Между тем свобода родины - по словам одного итальянского критика - "лишь один только "акт" трагедии свободы, которая раздирала душу Альфьери". В сознании и чувствах Альфьери свободе (как абстрактной идее и всепоглощающей, почти чувственной страсти) противостоят природа, история, самое небо. Эта борьба между свободой и "несвободой" (тиранией в широком смысле слова) и есть внутренняя драма Альфьери, поэта и человека.
Историческая и практическая значимость альфьериевского понимания политической свободы весьма относительна. Дальше абстрактных мечтаний дело здесь не идет. Такие заявления, как: "Самым возвышенным и полезным фанатизмом, могущим способствовать появлению людей более здравомыслящих и добрых, было бы создание и распространение такой религии и такого Бога, которые бы под страхом самого сурового наказания ныне и в будущем повелевали бы людям быть свободными" (трактат "О тирании", 1777) - в сущности, великолепная по своей моральной красоте метафора, а не конструктивная историческая идея.
Вряд ли мог иметь прямую практическую ценность и такой совет Альфьери: "При тираниях надо либо душить собственных детей, едва они родились на свет, либо отдавать их в воспитательные дома, дабы не помышлять о вещах вульгарных". Или: "Кто при тираниях имеет жену и потомство, тот вдвойне раб: ибо степень порабощения находится в прямой зависимости от количества людей, за которых постоянно приходится дрожать". Совершенно очевидно, что в этих и подобных случаях речь идет не о политических идеях как таковых, а об озарениях трагической фантазии. Другое дело, что эти озарения могли подстегнуть к действию сильнее, чем логические построения. Альфьери сам неоднократно признавался, что "политика не мое искусство". И в то же время ни один политик-реалист в Италии того времени не сделал столько для распространения идей свободы, сколько сделал поэт Альфьери.
Для понимания взглядов Альфьери на призвание художника, да и для понимания идейного существа его трагедий весьма важен трактат "О государе и о словесности", написанный им в 1778 году. Суть его может быть выражена изречением самого Альфьери: "Открыто говорить о высоком - значит уже частично совершать". Трактат открывается посвящением: "Государям, которые не покровительствуют словесности" - ироническая благодарность властителям, которые, по крайней мере, не совращают литераторов.

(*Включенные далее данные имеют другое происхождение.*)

// Copyright (C) 2026 Fred Clausen
// Use of this source code is governed by an MIT-style
// license that can be found in the LICENSE file or at
// https://opensource.org/licenses/MIT.

//! Reservation engine core.
//!
//! This crate holds the pure logic of the seat reservation
//! transaction, split into the two places it runs:
//!
//! - [`plan_reservation`] validates a raw request *before* any storage
//!   access and fixes the ascending seat-id order that every caller
//!   must lock in. The fixed global order is the deadlock-avoidance
//!   mechanism: when all concurrent reservations touch seat rows in
//!   the same relative order, no cycle of waiting transactions can
//!   form.
//! - [`verify_seat_records`] runs *inside* the storage transaction,
//!   against the authoritative fetched rows: existence, availability,
//!   and the restricted-seat gender rule are all decided there, never
//!   from client-supplied state.
//!
//! The crate performs no I/O; the persistence layer executes the plan
//! under its transaction primitives.

#![deny(
    clippy::pedantic,
    clippy::cargo,
    clippy::nursery,
    clippy::style,
    clippy::correctness,
    clippy::all,
    clippy::suspicious,
    clippy::complexity,
    clippy::perf,
    clippy::unwrap_used,
    clippy::expect_used
)]

mod error;
mod plan;
mod verify;

#[cfg(test)]
mod tests;

// Re-export public types and functions
pub use error::CoreError;
pub use plan::{ReservationPlan, plan_reservation};
pub use verify::{SeatGrant, SeatRecord, verify_seat_records};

С точки зрения Альфьери, "государь" это тот, "кто может достичь желаемого и желает того, что ему нравится". По несколько парадоксальной логике Альфьери, государь и свободный человек - это одно и тоже. Следовательно, в идеале можно было бы вообразить себе свободной общество, состоящее из одних "государей". Государь, способный любить истину, может, при наличии свободы, превратиться в идеального писателя. Словесность - это "самое благородное, самое возвышенное, самое святое, почти божественное занятие", и потому тот, кто не может свободно пользоваться своим даром, должен отказаться от писательства. Далее Альфьери устанавливает такую историческую шкалу: античные мифологические герои - это и есть поэты, правда, действующие, а не пишущие. Затем являются поэты, которые призывают к доблести, но уже не своими деяниями, а своими сочинениями. Назначение поэтов во всем подобно назначению святых и пророков (то есть, по заключительному стиху пушкинского "Пророка", - "Глаголом жечь сердца людей").